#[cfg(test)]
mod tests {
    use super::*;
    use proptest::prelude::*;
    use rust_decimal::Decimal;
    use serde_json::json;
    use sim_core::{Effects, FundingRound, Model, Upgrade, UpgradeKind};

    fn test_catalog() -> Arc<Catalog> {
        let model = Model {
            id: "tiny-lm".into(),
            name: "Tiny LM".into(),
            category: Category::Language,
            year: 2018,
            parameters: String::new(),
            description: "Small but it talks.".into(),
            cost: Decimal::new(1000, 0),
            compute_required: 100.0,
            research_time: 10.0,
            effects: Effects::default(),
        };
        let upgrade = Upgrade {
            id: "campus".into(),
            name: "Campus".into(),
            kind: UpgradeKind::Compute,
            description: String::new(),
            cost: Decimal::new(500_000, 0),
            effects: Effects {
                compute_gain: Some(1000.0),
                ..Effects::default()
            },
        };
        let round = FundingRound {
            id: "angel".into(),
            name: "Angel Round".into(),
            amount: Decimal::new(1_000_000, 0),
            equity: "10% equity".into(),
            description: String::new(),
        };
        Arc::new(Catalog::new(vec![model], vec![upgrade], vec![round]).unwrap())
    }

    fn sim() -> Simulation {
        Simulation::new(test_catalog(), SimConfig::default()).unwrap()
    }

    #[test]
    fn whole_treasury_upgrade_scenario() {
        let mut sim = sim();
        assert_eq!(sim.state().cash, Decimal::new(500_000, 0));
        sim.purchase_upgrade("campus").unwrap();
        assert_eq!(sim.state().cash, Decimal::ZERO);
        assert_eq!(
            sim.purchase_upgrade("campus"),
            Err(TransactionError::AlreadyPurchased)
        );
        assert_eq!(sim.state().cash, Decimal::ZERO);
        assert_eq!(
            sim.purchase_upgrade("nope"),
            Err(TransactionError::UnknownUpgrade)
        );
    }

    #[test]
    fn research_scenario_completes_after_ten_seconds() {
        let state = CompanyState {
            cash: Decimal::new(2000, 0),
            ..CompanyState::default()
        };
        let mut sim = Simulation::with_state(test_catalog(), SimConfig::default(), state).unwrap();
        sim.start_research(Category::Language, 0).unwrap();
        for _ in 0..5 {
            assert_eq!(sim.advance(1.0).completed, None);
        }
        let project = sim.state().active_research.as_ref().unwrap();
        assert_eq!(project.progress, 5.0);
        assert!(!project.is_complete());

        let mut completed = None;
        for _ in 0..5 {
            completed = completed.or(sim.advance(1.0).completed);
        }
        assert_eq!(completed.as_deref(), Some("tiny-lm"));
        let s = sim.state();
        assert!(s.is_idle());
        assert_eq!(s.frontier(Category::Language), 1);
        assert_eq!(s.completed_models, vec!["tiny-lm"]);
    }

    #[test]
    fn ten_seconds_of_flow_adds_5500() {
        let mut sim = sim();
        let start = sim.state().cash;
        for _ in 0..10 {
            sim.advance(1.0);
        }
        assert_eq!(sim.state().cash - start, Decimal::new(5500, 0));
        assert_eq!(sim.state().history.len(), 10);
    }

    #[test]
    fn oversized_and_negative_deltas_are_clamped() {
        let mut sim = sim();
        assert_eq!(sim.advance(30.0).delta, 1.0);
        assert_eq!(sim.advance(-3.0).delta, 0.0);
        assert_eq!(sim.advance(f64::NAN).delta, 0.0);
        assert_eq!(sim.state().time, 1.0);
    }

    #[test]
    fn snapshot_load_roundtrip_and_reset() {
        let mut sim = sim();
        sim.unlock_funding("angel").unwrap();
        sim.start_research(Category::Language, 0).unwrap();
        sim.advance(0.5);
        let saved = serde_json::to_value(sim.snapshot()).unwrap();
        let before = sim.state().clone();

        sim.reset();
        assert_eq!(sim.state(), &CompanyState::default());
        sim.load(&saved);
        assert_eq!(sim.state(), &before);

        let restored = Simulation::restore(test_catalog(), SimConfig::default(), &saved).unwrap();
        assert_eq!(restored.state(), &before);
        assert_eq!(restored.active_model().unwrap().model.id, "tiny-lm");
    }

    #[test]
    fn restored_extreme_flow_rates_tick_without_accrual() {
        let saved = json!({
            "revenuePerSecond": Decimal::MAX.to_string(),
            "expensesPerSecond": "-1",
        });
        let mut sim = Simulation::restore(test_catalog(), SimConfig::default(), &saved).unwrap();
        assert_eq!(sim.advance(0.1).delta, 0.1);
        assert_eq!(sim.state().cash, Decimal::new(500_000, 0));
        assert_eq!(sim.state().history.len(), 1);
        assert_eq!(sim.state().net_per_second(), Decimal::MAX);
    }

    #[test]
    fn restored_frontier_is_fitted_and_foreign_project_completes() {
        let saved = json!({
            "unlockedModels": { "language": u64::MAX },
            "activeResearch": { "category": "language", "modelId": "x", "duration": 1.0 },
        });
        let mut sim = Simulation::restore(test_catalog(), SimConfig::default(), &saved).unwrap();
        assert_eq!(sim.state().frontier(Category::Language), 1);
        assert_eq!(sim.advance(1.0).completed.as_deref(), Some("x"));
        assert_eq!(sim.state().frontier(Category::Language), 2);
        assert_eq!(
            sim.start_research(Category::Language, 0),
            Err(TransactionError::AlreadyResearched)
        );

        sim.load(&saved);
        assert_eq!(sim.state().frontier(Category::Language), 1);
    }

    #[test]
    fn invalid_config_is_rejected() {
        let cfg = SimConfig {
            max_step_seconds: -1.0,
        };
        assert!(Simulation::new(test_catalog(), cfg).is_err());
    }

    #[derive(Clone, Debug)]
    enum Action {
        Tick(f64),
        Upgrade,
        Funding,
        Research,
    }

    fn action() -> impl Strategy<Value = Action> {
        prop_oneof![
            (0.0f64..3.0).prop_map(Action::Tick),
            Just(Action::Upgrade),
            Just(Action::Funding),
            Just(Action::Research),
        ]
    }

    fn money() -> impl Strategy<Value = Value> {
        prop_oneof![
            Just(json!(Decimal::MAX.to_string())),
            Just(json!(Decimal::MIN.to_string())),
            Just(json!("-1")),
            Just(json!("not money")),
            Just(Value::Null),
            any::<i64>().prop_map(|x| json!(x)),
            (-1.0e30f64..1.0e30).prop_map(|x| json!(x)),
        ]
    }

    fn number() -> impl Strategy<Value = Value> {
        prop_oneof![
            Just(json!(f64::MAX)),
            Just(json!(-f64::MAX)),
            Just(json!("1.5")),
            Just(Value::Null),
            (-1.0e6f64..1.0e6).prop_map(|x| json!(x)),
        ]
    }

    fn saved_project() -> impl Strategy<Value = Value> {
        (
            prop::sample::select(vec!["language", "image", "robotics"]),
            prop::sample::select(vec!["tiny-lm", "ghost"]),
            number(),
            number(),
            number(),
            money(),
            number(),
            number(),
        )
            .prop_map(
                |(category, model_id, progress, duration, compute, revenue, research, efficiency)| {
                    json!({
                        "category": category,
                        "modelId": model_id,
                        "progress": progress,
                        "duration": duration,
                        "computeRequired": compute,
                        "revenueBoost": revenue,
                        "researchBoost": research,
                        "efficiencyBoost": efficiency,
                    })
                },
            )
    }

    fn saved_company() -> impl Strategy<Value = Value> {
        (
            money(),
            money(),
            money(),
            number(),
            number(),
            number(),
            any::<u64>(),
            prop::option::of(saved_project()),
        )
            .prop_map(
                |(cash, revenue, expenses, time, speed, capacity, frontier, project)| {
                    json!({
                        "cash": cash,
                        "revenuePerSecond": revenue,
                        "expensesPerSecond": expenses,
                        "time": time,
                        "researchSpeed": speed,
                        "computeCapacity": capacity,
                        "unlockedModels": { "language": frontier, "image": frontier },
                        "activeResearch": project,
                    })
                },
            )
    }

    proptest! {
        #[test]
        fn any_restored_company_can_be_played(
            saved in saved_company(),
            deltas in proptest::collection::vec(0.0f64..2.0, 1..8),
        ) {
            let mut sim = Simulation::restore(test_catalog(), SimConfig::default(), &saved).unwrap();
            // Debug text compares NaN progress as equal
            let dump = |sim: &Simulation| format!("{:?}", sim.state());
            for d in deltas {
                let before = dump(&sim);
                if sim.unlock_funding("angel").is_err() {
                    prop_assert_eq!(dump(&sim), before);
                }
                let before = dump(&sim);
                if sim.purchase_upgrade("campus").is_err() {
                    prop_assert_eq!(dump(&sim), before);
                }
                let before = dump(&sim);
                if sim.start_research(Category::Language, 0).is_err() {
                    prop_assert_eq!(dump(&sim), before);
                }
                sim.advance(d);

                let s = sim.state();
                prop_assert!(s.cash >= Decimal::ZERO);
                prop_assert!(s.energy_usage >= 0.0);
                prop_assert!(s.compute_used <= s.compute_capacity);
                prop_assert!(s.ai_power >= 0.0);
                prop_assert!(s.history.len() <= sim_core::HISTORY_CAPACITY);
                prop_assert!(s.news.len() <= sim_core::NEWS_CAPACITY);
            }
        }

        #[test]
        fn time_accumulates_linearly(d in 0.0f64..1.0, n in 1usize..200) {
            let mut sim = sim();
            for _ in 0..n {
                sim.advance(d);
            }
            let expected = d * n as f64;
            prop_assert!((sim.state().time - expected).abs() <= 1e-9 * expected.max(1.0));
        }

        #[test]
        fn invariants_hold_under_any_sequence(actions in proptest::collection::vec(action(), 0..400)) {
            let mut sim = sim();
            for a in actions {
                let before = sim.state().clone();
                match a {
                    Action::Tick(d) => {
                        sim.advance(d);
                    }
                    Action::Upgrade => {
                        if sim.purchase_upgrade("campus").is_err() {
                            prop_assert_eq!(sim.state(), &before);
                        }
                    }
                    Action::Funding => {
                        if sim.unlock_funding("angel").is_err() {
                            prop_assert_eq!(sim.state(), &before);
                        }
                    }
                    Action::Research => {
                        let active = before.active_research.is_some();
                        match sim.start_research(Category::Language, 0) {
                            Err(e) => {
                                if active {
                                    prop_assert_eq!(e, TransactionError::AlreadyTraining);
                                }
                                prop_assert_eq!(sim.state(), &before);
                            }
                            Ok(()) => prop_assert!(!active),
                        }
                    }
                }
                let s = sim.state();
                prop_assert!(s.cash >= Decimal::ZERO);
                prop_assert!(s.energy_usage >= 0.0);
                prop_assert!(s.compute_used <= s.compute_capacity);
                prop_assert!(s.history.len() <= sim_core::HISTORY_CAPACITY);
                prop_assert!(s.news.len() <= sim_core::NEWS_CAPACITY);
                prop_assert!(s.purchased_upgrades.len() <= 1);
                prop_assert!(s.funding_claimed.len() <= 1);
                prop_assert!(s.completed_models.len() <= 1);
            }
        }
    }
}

·····

## [PROBLEM TO WORK ON]
Would you show all lines of the material above that contain the word "collection"?

## [ANSWER SECTION]
            deltas in proptest::collection::vec(0.0f64..2.0, 1..8),
        fn invariants_hold_under_any_sequence(actions in proptest::collection::vec(action(), 0..400)) {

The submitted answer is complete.